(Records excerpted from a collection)
----------------

//! Route configuration and setup

use crate::auth::TokenValidator;
use crate::handlers;
use crate::state::AppState;
use axum::{
    http::{HeaderValue, Method},
    routing::{delete, get, post},
    Json, Router,
};
use aula_core::Config;
use std::sync::Arc;
use tower_http::cors::{Any, CorsLayer};
use tower_http::limit::RequestBodyLimitLayer;
use tower_http::trace::TraceLayer;

/// Setup all application routes
pub fn setup_routes(
    config: &Config,
    state: Arc<AppState>,
    validator: Arc<TokenValidator>,
) -> Result<Router, anyhow::Error> {
    let cors = setup_cors(config)?;

    // Public routes (no authentication required)
    let public_routes = public_routes(state.clone());

    // Protected routes (require authentication)
    let protected_routes = protected_routes(state.clone()).layer(
        axum::middleware::from_fn_with_state(validator, crate::auth::middleware::auth_middleware),
    );

    let app = public_routes
        .merge(protected_routes)
        .merge(utoipa_rapidoc::RapiDoc::new("/api/openapi.json").path("/docs"))
        .layer(RequestBodyLimitLayer::new(config.max_upload_bytes))
        .layer(cors)
        .layer(TraceLayer::new_for_http());

    Ok(app)
}

/// Setup CORS configuration
fn setup_cors(config: &Config) -> Result<CorsLayer, anyhow::Error> {
    let cors = if config.cors_origins.contains(&"*".to_string()) {
        tracing::warn!("CORS configured to allow all origins - not recommended for production");
        CorsLayer::new()
            .allow_origin(Any)
            .allow_methods([Method::GET, Method::POST, Method::DELETE, Method::OPTIONS])
            .allow_headers(Any)
    } else {
        let origins: Result<Vec<HeaderValue>, _> =
            config.cors_origins.iter().map(|o| o.parse()).collect();

        CorsLayer::new()
            .allow_origin(origins.unwrap_or_default())
            .allow_methods([Method::GET, Method::POST, Method::DELETE, Method::OPTIONS])
            .allow_headers(Any)
    };
    Ok(cors)
}

/// Public routes (no authentication required)
fn public_routes(state: Arc<AppState>) -> Router {
    Router::new()
        .route("/api/files/health", get(handlers::health::health_check))
        .with_state(state)
        .route(
            "/api/openapi.json",
            get(|| async { Json(crate::api_doc::get_openapi_spec()) }),
        )
}

/// Protected routes (require authentication).
fn protected_routes(state: Arc<AppState>) -> Router {
    Router::new()
        .route(
            "/api/files/upload",
            post(handlers::file_upload::upload_file),
        )
        .route("/api/files/{id}", get(handlers::file_get::get_file))
        .route(
            "/api/files/{id}/download",
            get(handlers::file_download::get_download_url),
        )
        .route(
            "/api/files/{id}",
            delete(handlers::file_delete::delete_file),
        )
        .with_state(state)
}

----------------

◆ **WORK ITEM**
Retype every line up to and including the one that contains "all application routes", beginning at the first line of the records, with no edits.

◆ **FINISHED EXERCISE**
//! Route configuration and setup

use crate::auth::TokenValidator;
use crate::handlers;
use crate::state::AppState;
use axum::{
    http::{HeaderValue, Method},
    routing::{delete, get, post},
    Json, Router,
};
use aula_core::Config;
use std::sync::Arc;
use tower_http::cors::{Any, CorsLayer};
use tower_http::limit::RequestBodyLimitLayer;
use tower_http::trace::TraceLayer;

/// Setup all application routes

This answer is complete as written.